* **PROBLEM STATEMENT**:
Pull every line of the entries that has the word "CacheKey".

* **THE INPUT**:
______

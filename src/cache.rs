//! Owner-scoped memoization for values computed while evaluating expressions.
//!
//! Entries are addressed by `(owner, key, group)`. They live until the owner clears them; there
//! is no TTL and no eviction, so the cache is meant for bounded lifetimes such as one request
//! editor or one evaluation pass.

// std
use std::sync::atomic::{AtomicU64, Ordering};
// self
use crate::_prelude::*;

type CacheMap = Arc<RwLock<HashMap<CacheKey, CacheValue>>>;

/// Identity of the component that owns a set of cache entries.
#[derive(Clone, Debug, PartialEq, Eq, Hash, Serialize, Deserialize)]
#[serde(transparent)]
pub struct CacheOwner(String);
impl CacheOwner {
	/// Wraps an explicit owner name.
	pub fn new(value: impl Into<String>) -> Self {
		Self(value.into())
	}

	/// Allocates a process-unique owner identity.
	pub fn unique() -> Self {
		static NEXT: AtomicU64 = AtomicU64::new(1);

		Self(format!("owner-{}", NEXT.fetch_add(1, Ordering::Relaxed)))
	}

	/// Returns the owner name.
	pub fn as_str(&self) -> &str {
		&self.0
	}
}
impl Display for CacheOwner {
	fn fmt(&self, f: &mut Formatter) -> FmtResult {
		f.write_str(&self.0)
	}
}

/// Scalar value stored in the cache.
#[derive(Clone, Debug, PartialEq, Serialize, Deserialize)]
#[serde(untagged)]
pub enum CacheValue {
	/// Numeric value (timestamps, random numbers).
	Number(i64),
	/// Text value.
	Text(String),
}
impl Display for CacheValue {
	fn fmt(&self, f: &mut Formatter) -> FmtResult {
		match self {
			Self::Number(value) => write!(f, "{value}"),
			Self::Text(value) => f.write_str(value),
		}
	}
}
impl From<i64> for CacheValue {
	fn from(value: i64) -> Self {
		Self::Number(value)
	}
}
impl From<String> for CacheValue {
	fn from(value: String) -> Self {
		Self::Text(value)
	}
}
impl From<&str> for CacheValue {
	fn from(value: &str) -> Self {
		Self::Text(value.to_owned())
	}
}

#[derive(Clone, Debug, PartialEq, Eq, Hash)]
struct CacheKey {
	owner: CacheOwner,
	key: String,
	group: String,
}
impl CacheKey {
	fn new(owner: &CacheOwner, key: &str, group: &str) -> Self {
		Self { owner: owner.clone(), key: key.to_owned(), group: group.to_owned() }
	}
}

/// Thread-safe `(owner, key, group)` store.
///
/// Cloning the cache shares the same backing map.
#[derive(Clone, Debug, Default)]
pub struct Cache(CacheMap);
impl Cache {
	/// Stores a value, silently replacing any previous one.
	pub fn store(&self, owner: &CacheOwner, key: &str, group: &str, value: impl Into<CacheValue>) {
		self.0.write().insert(CacheKey::new(owner, key, group), value.into());
	}

	/// Returns the cached value, or `None` on a miss.
	pub fn find(&self, owner: &CacheOwner, key: &str, group: &str) -> Option<CacheValue> {
		self.0.read().get(&CacheKey::new(owner, key, group)).cloned()
	}

	/// Returns the cached value or computes, stores, and returns a new one.
	pub fn find_or_store_with<F>(
		&self,
		owner: &CacheOwner,
		key: &str,
		group: &str,
		init: F,
	) -> CacheValue
	where
		F: FnOnce() -> CacheValue,
	{
		let mut guard = self.0.write();

		guard.entry(CacheKey::new(owner, key, group)).or_insert_with(init).clone()
	}

	/// Drops every entry that belongs to `owner`.
	pub fn clear(&self, owner: &CacheOwner) {
		self.0.write().retain(|entry, _| &entry.owner != owner);
	}

	/// Total number of entries across all owners.
	pub fn len(&self) -> usize {
		self.0.read().len()
	}

	/// Returns true when nothing is cached.
	pub fn is_empty(&self) -> bool {
		self.0.read().is_empty()
	}
}

#[cfg(test)]
mod tests {
	// self
	use super::*;

	#[test]
	fn store_then_find_returns_value() {
		let cache = Cache::default();
		let owner = CacheOwner::new("editor-1");

		cache.store(&owner, "random", "a", 42_i64);
		cache.store(&owner, "label", "", "hello");

		assert_eq!(cache.find(&owner, "random", "a"), Some(CacheValue::Number(42)));
		assert_eq!(cache.find(&owner, "label", ""), Some(CacheValue::Text("hello".into())));
		assert_eq!(cache.find(&owner, "random", "b"), None);
	}

	#[test]
	fn store_overwrites_existing_entry() {
		let cache = Cache::default();
		let owner = CacheOwner::new("editor-1");

		cache.store(&owner, "now", "g", 1_i64);
		cache.store(&owner, "now", "g", 2_i64);

		assert_eq!(cache.find(&owner, "now", "g"), Some(CacheValue::Number(2)));
		assert_eq!(cache.len(), 1);
	}

	#[test]
	fn clear_only_drops_entries_of_one_owner() {
		let cache = Cache::default();
		let first = CacheOwner::unique();
		let second = CacheOwner::unique();

		assert_ne!(first, second);

		cache.store(&first, "random", "a", 1_i64);
		cache.store(&first, "now", "a", 2_i64);
		cache.store(&second, "random", "a", 3_i64);
		cache.clear(&first);

		assert_eq!(cache.find(&first, "random", "a"), None);
		assert_eq!(cache.find(&first, "now", "a"), None);
		assert_eq!(cache.find(&second, "random", "a"), Some(CacheValue::Number(3)));
	}

	#[test]
	fn find_or_store_with_only_initializes_once() {
		let cache = Cache::default();
		let owner = CacheOwner::new("editor");
		let first = cache.find_or_store_with(&owner, "random", "x", || CacheValue::Number(7));
		let second = cache.find_or_store_with(&owner, "random", "x", || CacheValue::Number(8));

		assert_eq!(first, second);
	}
}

______

* **YOUR SOLUTION**:
type CacheMap = Arc<RwLock<HashMap<CacheKey, CacheValue>>>;
struct CacheKey {
impl CacheKey {
		self.0.write().insert(CacheKey::new(owner, key, group), value.into());
		self.0.read().get(&CacheKey::new(owner, key, group)).cloned()
		guard.entry(CacheKey::new(owner, key, group)).or_insert_with(init).clone()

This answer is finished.